Bien que nous comprenions les limitations des implémentations de sondes utilisateur eBPF pour la visibilité au niveau de l’application, la question demeure de savoir comment obtenir une plus grande visibilité en utilisant l’instrumentation des sondes noyau ? Jusqu’à présent, cette implémentation ne recevait que des valeurs et des adresses dans la mémoire réelle, cependant elles n’étaient pas vraiment capables d’accéder aux données au niveau de l’application jusqu’à présent. Jusqu’à Oligo.
Oligo a réalisé ce qui était auparavant possible uniquement en utilisant des sondes utilisateur et USDT (User Statically Defined Tracing) sans la charge opérationnelle des changements de contexte. Cette implémentation unique ne nécessite pas aux développeurs de changer leur façon de travailler, et n’impacte pas non plus les pipelines CI/CD ou les performances en temps d’exécution. Nous avons investi une grande partie de notre recherche et développement pour obtenir la même visibilité au niveau de l’application, sans le surcoût en performances.

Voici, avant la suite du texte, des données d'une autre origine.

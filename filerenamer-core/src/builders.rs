//! Mapping builders: compute proposed renames without touching the disk.
//!
//! Every builder re-reads the directory, walks it in lexicographic order and
//! returns an empty mapping when nothing matches.

use crate::error::{RenameError, Result};
use crate::mapping::RenameMapping;
use crate::snapshot::{split_extension, DirectoryHandle};
use regex::Regex;
use serde::{Deserialize, Serialize};
use std::fmt;
use std::fs;
use std::str::FromStr;

/// Where generated text is placed relative to the original name.
#[derive(Debug, Clone, Copy, Default, PartialEq, Eq, Serialize, Deserialize)]
#[serde(rename_all = "lowercase")]
pub enum Location {
    Start,
    #[default]
    End,
}

impl FromStr for Location {
    type Err = RenameError;

    fn from_str(s: &str) -> Result<Self> {
        match s.to_lowercase().as_str() {
            "start" => Ok(Self::Start),
            "end" => Ok(Self::End),
            _ => Err(RenameError::InvalidArgument(format!(
                "invalid location '{}': expected 'start' or 'end'",
                s
            ))),
        }
    }
}

impl fmt::Display for Location {
    fn fmt(&self, f: &mut fmt::Formatter<'_>) -> fmt::Result {
        match self {
            Self::Start => f.write_str("start"),
            Self::End => f.write_str("end"),
        }
    }
}

/// A transformation kind together with its parameters.
#[derive(Debug, Clone, PartialEq, Eq, Serialize, Deserialize)]
#[serde(tag = "kind", rename_all = "snake_case")]
pub enum Transform {
    Replace {
        find: String,
        replace: String,
    },
    Prefix {
        prefix: String,
    },
    Suffix {
        suffix: String,
    },
    #[serde(rename = "enum")]
    Enumerate {
        start: i64,
        location: Location,
        separator: String,
    },
    RenameWithEnum {
        basename: String,
    },
    AddFromFile {
        pattern: String,
        location: Location,
    },
}

impl Transform {
    pub fn kind(&self) -> &'static str {
        match self {
            Self::Replace { .. } => "replace",
            Self::Prefix { .. } => "prefix",
            Self::Suffix { .. } => "suffix",
            Self::Enumerate { .. } => "enum",
            Self::RenameWithEnum { .. } => "rename_with_enum",
            Self::AddFromFile { .. } => "add_from_file",
        }
    }

    /// Short human description, used in previews and summaries.
    pub fn describe(&self) -> String {
        match self {
            Self::Replace { find, replace } => format!("replace '{}' with '{}'", find, replace),
            Self::Prefix { prefix } => format!("add prefix '{}'", prefix),
            Self::Suffix { suffix } => format!("add suffix '{}'", suffix),
            Self::Enumerate {
                start,
                location,
                separator,
            } => format!(
                "enumerate from {} at {} (separator '{}')",
                start, location, separator
            ),
            Self::RenameWithEnum { basename } => format!("rename to '{}N'", basename),
            Self::AddFromFile { pattern, location } => {
                format!("add /{}/ from .txt content at {}", pattern, location)
            },
        }
    }
}

/// Build the mapping for any transformation kind.
pub fn build_mapping(dir: &DirectoryHandle, transform: &Transform) -> Result<RenameMapping> {
    let mapping = match transform {
        Transform::Replace { find, replace } => build_replace_mapping(dir, find, replace)?,
        Transform::Prefix { prefix } => build_prefix_mapping(dir, prefix)?,
        Transform::Suffix { suffix } => build_suffix_mapping(dir, suffix)?,
        Transform::Enumerate {
            start,
            location,
            separator,
        } => build_enum_mapping(dir, *start, *location, separator)?,
        Transform::RenameWithEnum { basename } => build_rename_with_enum_mapping(dir, basename)?,
        Transform::AddFromFile { pattern, location } => {
            build_add_from_file_mapping(dir, pattern, *location)?
        },
    };
    tracing::debug!(
        kind = transform.kind(),
        pairs = mapping.len(),
        "built rename mapping"
    );
    Ok(mapping)
}

/// Replace every occurrence of `find` in names that contain it.
pub fn build_replace_mapping(
    dir: &DirectoryHandle,
    find: &str,
    replace: &str,
) -> Result<RenameMapping> {
    if find.is_empty() {
        return Err(RenameError::InvalidArgument(
            "search text for replace must not be empty".to_string(),
        ));
    }
    let names = dir.snapshot()?;
    Ok(replace_names(&names, find, replace))
}

fn replace_names(names: &[String], find: &str, replace: &str) -> RenameMapping {
    let mut mapping = RenameMapping::new();
    for name in names.iter().filter(|n| n.contains(find)) {
        let new_name = name.replace(find, replace);
        if new_name != *name {
            mapping.insert(name.as_str(), new_name);
        }
    }
    mapping
}

/// Prepend `prefix` to names that do not already start with it.
pub fn build_prefix_mapping(dir: &DirectoryHandle, prefix: &str) -> Result<RenameMapping> {
    let names = dir.snapshot()?;
    Ok(prefix_names(&names, prefix))
}

fn prefix_names(names: &[String], prefix: &str) -> RenameMapping {
    let mut mapping = RenameMapping::new();
    for name in names.iter().filter(|n| !n.starts_with(prefix)) {
        mapping.insert(name.as_str(), format!("{}{}", prefix, name));
    }
    mapping
}

/// Insert `suffix` before the extension of names whose root lacks it.
pub fn build_suffix_mapping(dir: &DirectoryHandle, suffix: &str) -> Result<RenameMapping> {
    let names = dir.snapshot()?;
    Ok(suffix_names(&names, suffix))
}

fn suffix_names(names: &[String], suffix: &str) -> RenameMapping {
    let mut mapping = RenameMapping::new();
    for name in names {
        let (root, ext) = split_extension(name);
        if root.ends_with(suffix) {
            continue;
        }
        mapping.insert(name.as_str(), format!("{}{}{}", root, suffix, ext));
    }
    mapping
}

/// Number every file in sorted order, starting at `start`.
///
/// With `Location::Start` the number is glued directly onto the root and the
/// separator is not used.
pub fn build_enum_mapping(
    dir: &DirectoryHandle,
    start: i64,
    location: Location,
    separator: &str,
) -> Result<RenameMapping> {
    let names = dir.snapshot()?;
    Ok(enumerate_names(&names, start, location, separator))
}

fn enumerate_names(
    names: &[String],
    start: i64,
    location: Location,
    separator: &str,
) -> RenameMapping {
    let mut mapping = RenameMapping::new();
    for (number, name) in (start..).zip(names) {
        let (root, ext) = split_extension(name);
        let new_name = match location {
            Location::Start => format!("{}{}{}", number, root, ext),
            Location::End => format!("{}{}{}{}", root, separator, number, ext),
        };
        mapping.insert(name.as_str(), new_name);
    }
    mapping
}

/// Rename every file to `basename` followed by its 1-based sorted position.
pub fn build_rename_with_enum_mapping(
    dir: &DirectoryHandle,
    basename: &str,
) -> Result<RenameMapping> {
    let names = dir.snapshot()?;
    Ok(rename_with_enum_names(&names, basename))
}

fn rename_with_enum_names(names: &[String], basename: &str) -> RenameMapping {
    let mut mapping = RenameMapping::new();
    for (number, name) in (1_usize..).zip(names) {
        let (_, ext) = split_extension(name);
        mapping.insert(name.as_str(), format!("{}{}{}", basename, number, ext));
    }
    mapping
}

/// Add the first capture group of `pattern`, searched in each `.txt` file's
/// content, to that file's name.
///
/// Unreadable or non UTF-8 files and files without a participating capture
/// group are skipped.
pub fn build_add_from_file_mapping(
    dir: &DirectoryHandle,
    pattern: &str,
    location: Location,
) -> Result<RenameMapping> {
    let regex = compile_capture_pattern(pattern)?;
    let names = dir.snapshot()?;

    let mut mapping = RenameMapping::new();
    for name in names.iter().filter(|n| has_txt_extension(n)) {
        let path = dir.join(name);
        let text = match fs::read(&path).map(String::from_utf8) {
            Ok(Ok(text)) => text,
            Ok(Err(_)) => {
                tracing::debug!(file = %name, "skipping .txt file that is not valid UTF-8");
                continue;
            },
            Err(e) => {
                tracing::debug!(file = %name, error = %e, "skipping unreadable .txt file");
                continue;
            },
        };

        let Some(captured) = regex
            .captures(&text)
            .and_then(|caps| caps.get(1))
            .map(|m| m.as_str())
        else {
            continue;
        };

        let new_name = match location {
            Location::Start => format!("{}{}", captured, name),
            Location::End => {
                let (root, ext) = split_extension(name);
                format!("{}{}{}", root, captured, ext)
            },
        };
        mapping.insert(name.as_str(), new_name);
    }
    Ok(mapping)
}

fn compile_capture_pattern(pattern: &str) -> Result<Regex> {
    let regex = Regex::new(pattern)
        .map_err(|e| RenameError::InvalidArgument(format!("invalid pattern '{}': {}", pattern, e)))?;
    if regex.captures_len() < 2 {
        return Err(RenameError::InvalidArgument(format!(
            "pattern '{}' has no capture group",
            pattern
        )));
    }
    Ok(regex)
}

fn has_txt_extension(name: &str) -> bool {
    name.len() >= 4
        && name
            .get(name.len() - 4..)
            .is_some_and(|tail| tail.eq_ignore_ascii_case(".txt"))
}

Cette approche brille dans les environnements avec des runtimes gérés, tels que Python, JavaScript, Go, Java, PHP et Ruby, où les sondes noyau traditionnelles ne lisent généralement pas la mémoire virtuelle utilisée par ces langages, car ils gèrent leur propre mémoire de pile en espace utilisateur - ils incluent des compilateurs Just In Time (JAVA), un interprète (Python, PHP, Ruby, et plus). Cependant, cela pose moins de problèmes pour les langages natifs qui se compilent en code Assembleur - car leur mémoire de pile est directement accessible, telle quelle, aux programmes BPF.
Le choix entre les sondes en espace utilisateur et en espace noyau pour l’instrumentation eBPF se résume à équilibrer la visibilité et les performances. Alors que les sondes en espace utilisateur offrent des informations plus approfondies sur le comportement au niveau de l’application, elles s’accompagnent d’un coût de performances significatif, les rendant souvent inadaptées aux environnements de production. D’autre part, les sondes en espace noyau offrent une solution plus efficace avec moins d’impact sur les performances du système mais peuvent manquer de la visibilité détaillée requise pour certains cas d’utilisation. Vous pouvez accéder à la mémoire, mais vous n’avez aucune idée de ce qui se trouve à l’intérieur - comme le Chaos.
Chez Oligo, notre recherche a permis une approche novatrice de la visibilité au niveau de l’application, en utilisant les sondes noyau, il est désormais possible d’obtenir le meilleur des deux mondes : des informations complètes sans le surcoût en performances qui accompagne généralement les sondes en espace utilisateur. Cette approche permet aux équipes d’ingénierie de maintenir des performances et une efficacité élevées à travers les systèmes tout en acquérant la visibilité nécessaire dans les applications.
Lorsque vous envisagez eBPF pour la surveillance au niveau de l’application, il est essentiel de peser les compromis entre les sondes que nous utilisons et les crochets à l’intérieur de nos programmes eBPF. Pour les environnements de production où les performances sont critiques, les sondes en espace noyau offrent une solution pratique et efficace. Cependant, pour les scénarios nécessitant des informations plus approfondies sur l’application, les sondes en espace utilisateur peuvent encore être nécessaires, bien que avec prudence quant à leur impact sur les performances. En comprenant ces compromis et en utilisant les bons outils, les équipes d’ingénierie peuvent optimiser à la fois la visibilité et les performances de leurs applications en temps réel.